Some things I don't:
- Performance: a box is 144 bytes (it was a LOT bigger when we first started - so its improving), and we make a lot of boxes; and though Boxely is faster than the comparables, its still quite a bit slower than straight Win32 applications.
- Javascript: Some major dichotomies here - its a powerful but extraordinarily goofy language that everyone only thinks they understand. I'll delve into this in some depth in the future, but suffice it to say that its ease of use (but lack of GOOD scalability) is exactly the problem. Too much of our applications are built in script because it was easy (not too be confused with right) to do so. The nice thing about the OCP (the EE really) is that it lets us easily choose how we implement services and applications (its basically language agnostic) - but too much ended up in script. Some of this is not Javascript's fault per se - its just that the tradespace of scripting languages is quite different from that of compiled code, and not always readily understood - an opacity problem. As I said, more on this soon - its too big to tackle here.

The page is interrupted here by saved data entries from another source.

// Copyright 2025 Dualplane Contributors
// SPDX-License-Identifier: Apache-2.0

//! Worker loops, one per plane.
//!
//! Each worker runs on its own thread for the duration of a session. The
//! coordinator talks to a worker through three things only: the startup
//! handshake channel, the `go` gate that admits it into its loop, and the
//! shared `active` flag (plus the control plane's shutdown signal).

pub(crate) mod control_plane;
pub(crate) mod data_plane;

use crate::common::error::{RuntimeError, RuntimeResult};
use crossbeam::channel::Receiver;
use std::thread::JoinHandle;
use std::time::Duration;
use tracing::error;

/// Upper bound on how long a worker may take to report its bind/connect
/// outcome before startup is considered failed.
pub(crate) const STARTUP_GRACE: Duration = Duration::from_secs(5);

/// Join a worker thread, logging instead of propagating a panic payload.
pub(crate) fn join_worker(handle: JoinHandle<()>, name: &str) {
    if handle.join().is_err() {
        error!("{} worker panicked", name);
    }
}

/// Collect one startup handshake, converting both a reported error and a
/// missing report into `StartupFailure`.
pub(crate) fn recv_ready(ready: &Receiver<RuntimeResult<()>>, plane: &str) -> RuntimeResult<()> {
    match ready.recv_timeout(STARTUP_GRACE) {
        Ok(Ok(())) => Ok(()),
        Ok(Err(e)) => Err(RuntimeError::StartupFailure(format!("{}: {}", plane, e))),
        Err(_) => Err(RuntimeError::StartupFailure(format!(
            "{} worker did not report readiness",
            plane
        ))),
    }
}
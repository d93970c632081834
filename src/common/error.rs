// Copyright 2025 Dualplane Contributors
// SPDX-License-Identifier: Apache-2.0

//! Common error types for the runtime

use crate::common::config::DataMode;
use std::time::Duration;

/// Result type alias for runtime operations
pub type RuntimeResult<T> = Result<T, RuntimeError>;

/// Error type shared by both planes and the lifecycle coordinator.
///
/// Configuration and startup errors are returned synchronously from
/// `start`/`connect`. Faults inside a running worker loop are logged where
/// they occur and surface through `is_running()`/`is_connected()` flipping
/// to false; they are never thrown at the caller.
#[derive(Debug, thiserror::Error)]
pub enum RuntimeError {
    /// Malformed address or out-of-range tunable; raised before any
    /// resource is allocated
    #[error("invalid configuration: {0}")]
    InvalidConfig(String),

    /// Client-role connection was not established within the bounded wait
    #[error("connection not established within {timeout:?}")]
    ConnectTimeout { timeout: Duration },

    /// A worker failed to bind/listen/connect; the whole session was
    /// rolled back
    #[error("startup failed: {0}")]
    StartupFailure(String),

    /// Operation attempted while the session is inactive
    #[error("runtime is not active")]
    NotRunning,

    /// Outbound buffer rejected due to backpressure
    #[error("outbound queue is full (capacity {capacity})")]
    QueueFull { capacity: usize },

    /// Steady-state failure in a worker after activation
    #[error("transport fault: {0}")]
    TransportFault(String),

    /// Empty payloads are never accepted for send
    #[error("payload must not be empty")]
    EmptyPayload,

    /// Payload exceeds the configured size limit
    #[error("message too large: {size} bytes (max {max_size})")]
    MessageTooLarge { size: usize, max_size: usize },

    /// Operation not legal for the configured data-plane mode
    #[error("{operation} is not supported in {mode:?} mode")]
    ModeNotSupported {
        mode: DataMode,
        operation: &'static str,
    },

    /// A bounded wait on the control plane elapsed
    #[error("operation timed out")]
    Timeout,

    /// Serialization error
    #[error("serialization error: {0}")]
    Serialization(String),

    /// ZMQ error
    #[error("ZMQ error: {0}")]
    Zmq(#[from] zmq::Error),

    /// I/O error
    #[error("I/O error: {0}")]
    Io(#[from] std::io::Error),
}

impl From<serde_json::Error> for RuntimeError {
    fn from(err: serde_json::Error) -> Self {
        Self::Serialization(err.to_string())
    }
}

#[cfg(test)]
mod tests {
    use super::*;

    #[test]
    fn test_queue_full_display() {
        let err = RuntimeError::QueueFull { capacity: 8 };
        assert_eq!(err.to_string(), "outbound queue is full (capacity 8)");
    }

    #[test]
    fn test_mode_not_supported_display() {
        let err = RuntimeError::ModeNotSupported {
            mode: DataMode::Subscribe,
            operation: "send",
        };
        assert!(err.to_string().contains("send"));
        assert!(err.to_string().contains("Subscribe"));
    }
}
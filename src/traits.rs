// Copyright 2025 Dualplane Contributors
// SPDX-License-Identifier: Apache-2.0

//! Capability traits at the transport seams
//!
//! The coordinator and the worker loops depend only on these traits; the
//! ZMQ implementations live in [`crate::zmq`] and test fakes implement the
//! same interfaces, so transports can be substituted without touching the
//! orchestration layer.

use crate::common::config::RuntimeConfig;
use crate::common::error::RuntimeResult;
use std::sync::atomic::{AtomicBool, Ordering};
use std::sync::Arc;
use std::time::Duration;

/// Outcome of a non-blocking data-plane send
#[derive(Debug, Clone, Copy, PartialEq, Eq)]
pub enum SendOutcome {
    Sent,
    /// Transport buffer full; the buffer stays at the head and is
    /// re-attempted on the next loop iteration
    WouldBlock,
}

/// Whether a data-plane socket binds (server role) or connects (client role)
#[derive(Debug, Clone, Copy, PartialEq, Eq)]
pub enum SocketRole {
    Bind,
    Connect,
}

/// Data-plane socket capability.
///
/// Implementations serialize access to the underlying handle internally;
/// the worker loop is the main user, while the coordinator reaches in only
/// for `subscribe`/`unsubscribe` and the final `close`.
pub trait DataSocket: Send + Sync {
    /// Bind or connect per the configured role. Failure here aborts the
    /// whole startup rather than entering a degraded loop.
    fn open(&self) -> RuntimeResult<()>;

    /// Non-blocking send attempt
    fn try_send(&self, data: &[u8]) -> RuntimeResult<SendOutcome>;

    /// Non-blocking receive attempt; `None` when no payload is pending
    fn try_receive(&self) -> RuntimeResult<Option<Vec<u8>>>;

    /// Add a topic filter (Subscribe mode only)
    fn subscribe(&self, topic: &[u8]) -> RuntimeResult<()>;

    /// Remove a topic filter (Subscribe mode only)
    fn unsubscribe(&self, topic: &[u8]) -> RuntimeResult<()>;

    /// Release the handle; idempotent
    fn close(&self);
}

/// A registered control-plane request handler.
///
/// Handlers are offered each inbound request in registration order until
/// one returns `Some(response)`. How requests are encoded and routed to a
/// particular handler is the transport collaborator's business, not the
/// runtime's.
pub trait ServiceHandler: Send + Sync {
    fn handle(&self, request: &[u8]) -> Option<Vec<u8>>;
}

/// Cloneable signal that unblocks a [`ControlServer::serve`] call from
/// another thread. This is the only path by which the coordinator touches
/// a handle owned by a running worker.
#[derive(Clone, Default)]
pub struct ControlShutdown {
    signalled: Arc<AtomicBool>,
}

impl ControlShutdown {
    pub fn new() -> Self {
        Self::default()
    }

    pub fn signal(&self) {
        self.signalled.store(true, Ordering::SeqCst);
    }

    pub fn is_signalled(&self) -> bool {
        self.signalled.load(Ordering::SeqCst)
    }
}

/// Control-plane server capability (server role).
///
/// The instance is owned by the sync-channel worker thread for the whole
/// session; the coordinator keeps only the [`ControlShutdown`] handle.
pub trait ControlServer: Send {
    /// Bind and start listening
    fn bind(&mut self) -> RuntimeResult<()>;

    /// Block serving requests until the shutdown handle is signalled
    fn serve(&mut self) -> RuntimeResult<()>;

    /// The signal that unblocks `serve`
    fn shutdown_handle(&self) -> ControlShutdown;
}

/// Control-plane channel capability (client role).
///
/// Produced already connected: the factory confirms connectivity within
/// the configured bounded wait or fails with `ConnectTimeout`.
pub trait ControlChannel: Send + Sync {
    fn is_connected(&self) -> bool;

    /// Issue one request and wait up to `timeout` for the reply
    fn request(&self, data: &[u8], timeout: Duration) -> RuntimeResult<Vec<u8>>;

    /// Release the channel; idempotent
    fn close(&self);
}

/// Builds the transport objects for a session.
///
/// [`crate::zmq::ZmqTransportFactory`] is the default; tests substitute
/// fakes.
pub trait TransportFactory: Send + Sync {
    fn control_server(
        &self,
        config: &RuntimeConfig,
        services: Vec<Arc<dyn ServiceHandler>>,
    ) -> RuntimeResult<Box<dyn ControlServer>>;

    fn control_channel(&self, config: &RuntimeConfig) -> RuntimeResult<Arc<dyn ControlChannel>>;

    fn data_socket(
        &self,
        config: &RuntimeConfig,
        role: SocketRole,
    ) -> RuntimeResult<Arc<dyn DataSocket>>;
}

impl<F> ServiceHandler for F
where
    F: Fn(&[u8]) -> Option<Vec<u8>> + Send + Sync,
{
    fn handle(&self, request: &[u8]) -> Option<Vec<u8>> {
        self(request)
    }
}

#[cfg(test)]
mod tests {
    use super::*;

    #[test]
    fn test_shutdown_signal_is_shared_across_clones() {
        let shutdown = ControlShutdown::new();
        let clone = shutdown.clone();
        assert!(!clone.is_signalled());
        shutdown.signal();
        assert!(clone.is_signalled());
    }

    #[test]
    fn test_closure_service_handler() {
        let echo = |request: &[u8]| Some(request.to_vec());
        assert_eq!(echo.handle(b"ping"), Some(b"ping".to_vec()));
    }
}
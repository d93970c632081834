// Copyright 2025 Dualplane Contributors
// SPDX-License-Identifier: Apache-2.0

//! Runtime configuration for both planes
//!
//! A [`RuntimeConfig`] is handed to the coordinator by value at
//! `start`/`connect` time, which makes it an immutable snapshot for the
//! lifetime of the session: later changes to the caller's own copy have no
//! effect on a running session.

use crate::common::error::{RuntimeError, RuntimeResult};
use serde::{Deserialize, Serialize};
use std::fmt;
use std::sync::Arc;
use std::time::Duration;

/// Callback invoked with each inbound data-plane payload.
///
/// Invocations are strictly sequential, on the data-plane worker's own
/// thread. A handler that blocks stalls subsequent receives and sends.
pub type ReceiveHandler = Arc<dyn Fn(&[u8]) + Send + Sync>;

/// Data-plane socket pattern.
///
/// The mode decides which operations are legal on a session (send vs
/// receive vs both) and which ZMQ socket type backs the plane.
#[derive(Debug, Clone, Copy, PartialEq, Eq, Serialize, Deserialize)]
pub enum DataMode {
    Publish,
    Subscribe,
    Push,
    Pull,
    Request,
    Reply,
}

impl DataMode {
    /// Whether outbound payloads may be offered in this mode
    pub fn can_send(&self) -> bool {
        matches!(
            self,
            Self::Publish | Self::Push | Self::Request | Self::Reply
        )
    }

    /// Whether the worker loop attempts receives in this mode
    pub fn can_receive(&self) -> bool {
        matches!(self, Self::Subscribe | Self::Pull | Self::Reply)
    }
}

/// Configuration for a dual-plane session.
///
/// Addresses are required; every tunable has a default. Use the `with_*`
/// builders or the `set_*` address helpers, then pass the config to
/// [`Server::start`](crate::Server::start) or
/// [`Client::connect`](crate::Client::connect).
#[derive(Clone)]
pub struct RuntimeConfig {
    /// Control-plane endpoint, `host:port` form (a `tcp://` scheme is
    /// added when binding/connecting if none is present)
    pub sync_address: String,

    /// Data-plane endpoint, e.g. `tcp://127.0.0.1:5555` or
    /// `ipc:///tmp/name.sock`
    pub async_address: String,

    /// Data-plane socket pattern
    pub async_mode: DataMode,

    /// High-water mark for the outbound queue (and the data-plane socket)
    pub queue_capacity: usize,

    /// Linger time applied to sockets on close
    pub linger: Duration,

    /// Bounded wait for control-plane receives (replies and the serve poll)
    pub receive_timeout: Duration,

    /// Bounded wait for the client-role control-plane connection
    pub connect_timeout: Duration,

    /// Maximum accepted payload size, both planes
    pub max_message_size: usize,

    /// ZMQ context I/O threads
    pub io_threads: i32,

    /// Inbound payload callback; absent means inbound payloads are
    /// dropped after the delivery attempt
    pub on_receive: Option<ReceiveHandler>,
}

impl Default for RuntimeConfig {
    fn default() -> Self {
        Self {
            sync_address: String::new(),
            async_address: String::new(),
            async_mode: DataMode::Publish,
            queue_capacity: 1000,
            linger: Duration::ZERO,
            receive_timeout: Duration::from_millis(1000),
            connect_timeout: Duration::from_secs(30),
            max_message_size: 4 * 1024 * 1024,
            io_threads: 1,
            on_receive: None,
        }
    }
}

impl fmt::Debug for RuntimeConfig {
    fn fmt(&self, f: &mut fmt::Formatter<'_>) -> fmt::Result {
        f.debug_struct("RuntimeConfig")
            .field("sync_address", &self.sync_address)
            .field("async_address", &self.async_address)
            .field("async_mode", &self.async_mode)
            .field("queue_capacity", &self.queue_capacity)
            .field("linger", &self.linger)
            .field("receive_timeout", &self.receive_timeout)
            .field("connect_timeout", &self.connect_timeout)
            .field("max_message_size", &self.max_message_size)
            .field("io_threads", &self.io_threads)
            .field("on_receive", &self.on_receive.as_ref().map(|_| "..."))
            .finish()
    }
}

impl RuntimeConfig {
    /// Create a config with both endpoints and defaults for everything else
    pub fn new(sync_address: impl Into<String>, async_address: impl Into<String>) -> Self {
        Self {
            sync_address: sync_address.into(),
            async_address: async_address.into(),
            ..Default::default()
        }
    }

    /// Set the control-plane TCP endpoint from host and port
    pub fn set_sync_addr(&mut self, ip: &str, port: u16) -> RuntimeResult<()> {
        if ip.is_empty() || port == 0 {
            return Err(RuntimeError::InvalidConfig(
                "control-plane ip must be non-empty and port non-zero".into(),
            ));
        }
        self.sync_address = format!("{}:{}", ip, port);
        Ok(())
    }

    /// Set the data-plane TCP endpoint from host and port
    pub fn set_async_tcp_addr(&mut self, ip: &str, port: u16) -> RuntimeResult<()> {
        if ip.is_empty() || port == 0 {
            return Err(RuntimeError::InvalidConfig(
                "data-plane ip must be non-empty and port non-zero".into(),
            ));
        }
        self.async_address = format!("tcp://{}:{}", ip, port);
        Ok(())
    }

    /// Set the data-plane IPC endpoint from a socket name
    pub fn set_async_ipc_addr(&mut self, name: &str) -> RuntimeResult<()> {
        if name.is_empty() {
            return Err(RuntimeError::InvalidConfig(
                "IPC name must not be empty".into(),
            ));
        }
        self.async_address = format!("ipc:///tmp/{}.sock", name);
        Ok(())
    }

    /// Set the data-plane mode
    pub fn with_mode(mut self, mode: DataMode) -> Self {
        self.async_mode = mode;
        self
    }

    /// Set the outbound queue capacity (high-water mark)
    pub fn with_queue_capacity(mut self, capacity: usize) -> Self {
        self.queue_capacity = capacity;
        self
    }

    /// Set linger time on close
    pub fn with_linger(mut self, linger: Duration) -> Self {
        self.linger = linger;
        self
    }

    /// Set the control-plane receive timeout
    pub fn with_receive_timeout(mut self, timeout: Duration) -> Self {
        self.receive_timeout = timeout;
        self
    }

    /// Set the client-role connect timeout
    pub fn with_connect_timeout(mut self, timeout: Duration) -> Self {
        self.connect_timeout = timeout;
        self
    }

    /// Set the maximum accepted payload size
    pub fn with_max_message_size(mut self, size: usize) -> Self {
        self.max_message_size = size;
        self
    }

    /// Set the ZMQ context I/O thread count
    pub fn with_io_threads(mut self, io_threads: i32) -> Self {
        self.io_threads = io_threads;
        self
    }

    /// Install the inbound payload callback
    pub fn with_receive_handler(mut self, handler: ReceiveHandler) -> Self {
        self.on_receive = Some(handler);
        self
    }

    /// Validate addresses and numeric ranges.
    ///
    /// Called by the coordinator before any resource is allocated.
    pub fn validate(&self) -> RuntimeResult<()> {
        if self.sync_address.is_empty() {
            return Err(RuntimeError::InvalidConfig(
                "control-plane address must not be empty".into(),
            ));
        }
        if self.async_address.is_empty() {
            return Err(RuntimeError::InvalidConfig(
                "data-plane address must not be empty".into(),
            ));
        }
        if self.queue_capacity == 0 {
            return Err(RuntimeError::InvalidConfig(
                "queue capacity must be greater than 0".into(),
            ));
        }
        if self.max_message_size == 0 {
            return Err(RuntimeError::InvalidConfig(
                "maximum message size must be greater than 0".into(),
            ));
        }
        if self.io_threads <= 0 {
            return Err(RuntimeError::InvalidConfig(
                "I/O thread count must be greater than 0".into(),
            ));
        }
        if self.connect_timeout.is_zero() {
            return Err(RuntimeError::InvalidConfig(
                "connect timeout must be greater than 0".into(),
            ));
        }
        Ok(())
    }
}

#[cfg(test)]
mod tests {
    use super::*;

    #[test]
    fn test_defaults() {
        let config = RuntimeConfig::default();
        assert_eq!(config.queue_capacity, 1000);
        assert_eq!(config.max_message_size, 4 * 1024 * 1024);
        assert_eq!(config.async_mode, DataMode::Publish);
        assert!(config.on_receive.is_none());
    }

    #[test]
    fn test_validate_rejects_empty_addresses() {
        let config = RuntimeConfig::new("", "tcp://127.0.0.1:5555");
        assert!(matches!(
            config.validate(),
            Err(RuntimeError::InvalidConfig(_))
        ));

        let config = RuntimeConfig::new("127.0.0.1:50051", "");
        assert!(matches!(
            config.validate(),
            Err(RuntimeError::InvalidConfig(_))
        ));
    }

    #[test]
    fn test_validate_rejects_zero_tunables() {
        let config =
            RuntimeConfig::new("127.0.0.1:50051", "tcp://127.0.0.1:5555").with_queue_capacity(0);
        assert!(config.validate().is_err());

        let config =
            RuntimeConfig::new("127.0.0.1:50051", "tcp://127.0.0.1:5555").with_max_message_size(0);
        assert!(config.validate().is_err());

        let config =
            RuntimeConfig::new("127.0.0.1:50051", "tcp://127.0.0.1:5555").with_io_threads(0);
        assert!(config.validate().is_err());
    }

    #[test]
    fn test_address_setters() {
        let mut config = RuntimeConfig::default();
        config.set_sync_addr("0.0.0.0", 50051).unwrap();
        assert_eq!(config.sync_address, "0.0.0.0:50051");

        config.set_async_tcp_addr("*", 5555).unwrap();
        assert_eq!(config.async_address, "tcp://*:5555");

        config.set_async_ipc_addr("mydata").unwrap();
        assert_eq!(config.async_address, "ipc:///tmp/mydata.sock");

        assert!(config.set_sync_addr("", 50051).is_err());
        assert!(config.set_async_tcp_addr("127.0.0.1", 0).is_err());
        assert!(config.set_async_ipc_addr("").is_err());
    }

    #[test]
    fn test_mode_capabilities() {
        assert!(DataMode::Publish.can_send());
        assert!(!DataMode::Publish.can_receive());
        assert!(DataMode::Subscribe.can_receive());
        assert!(!DataMode::Subscribe.can_send());
        assert!(DataMode::Push.can_send());
        assert!(DataMode::Pull.can_receive());
        assert!(DataMode::Reply.can_send());
        assert!(DataMode::Reply.can_receive());
        assert!(DataMode::Request.can_send());
    }
}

- Layout: Flow and flex I like for some special cases, but they're really not a great fit, in my view, for most real world applications. I think this lately pervasive thinking is directly a "If you only have a hammer, everything's a nail" outgrowth from HTML's impact on the world of front-end application development.
- CSS: I think its pure crap. In my view, its an ivory tower computer science solution for style specification that's been inflicted on the world in the name of "standardization". Its complicated, NOT very powerful (why can't I address attributes?), and forces awful implementation tradeoffs.
Most of the minuses I don't think are fatal in anyway, over time (because we make them better or because they become less significant), but they did provide a newly discovered set of challenges in getting our first generation of applications shipped.
OK, next I'll dive into scripting and languages more directly, probably expanding this discussion into a look at the EE itself.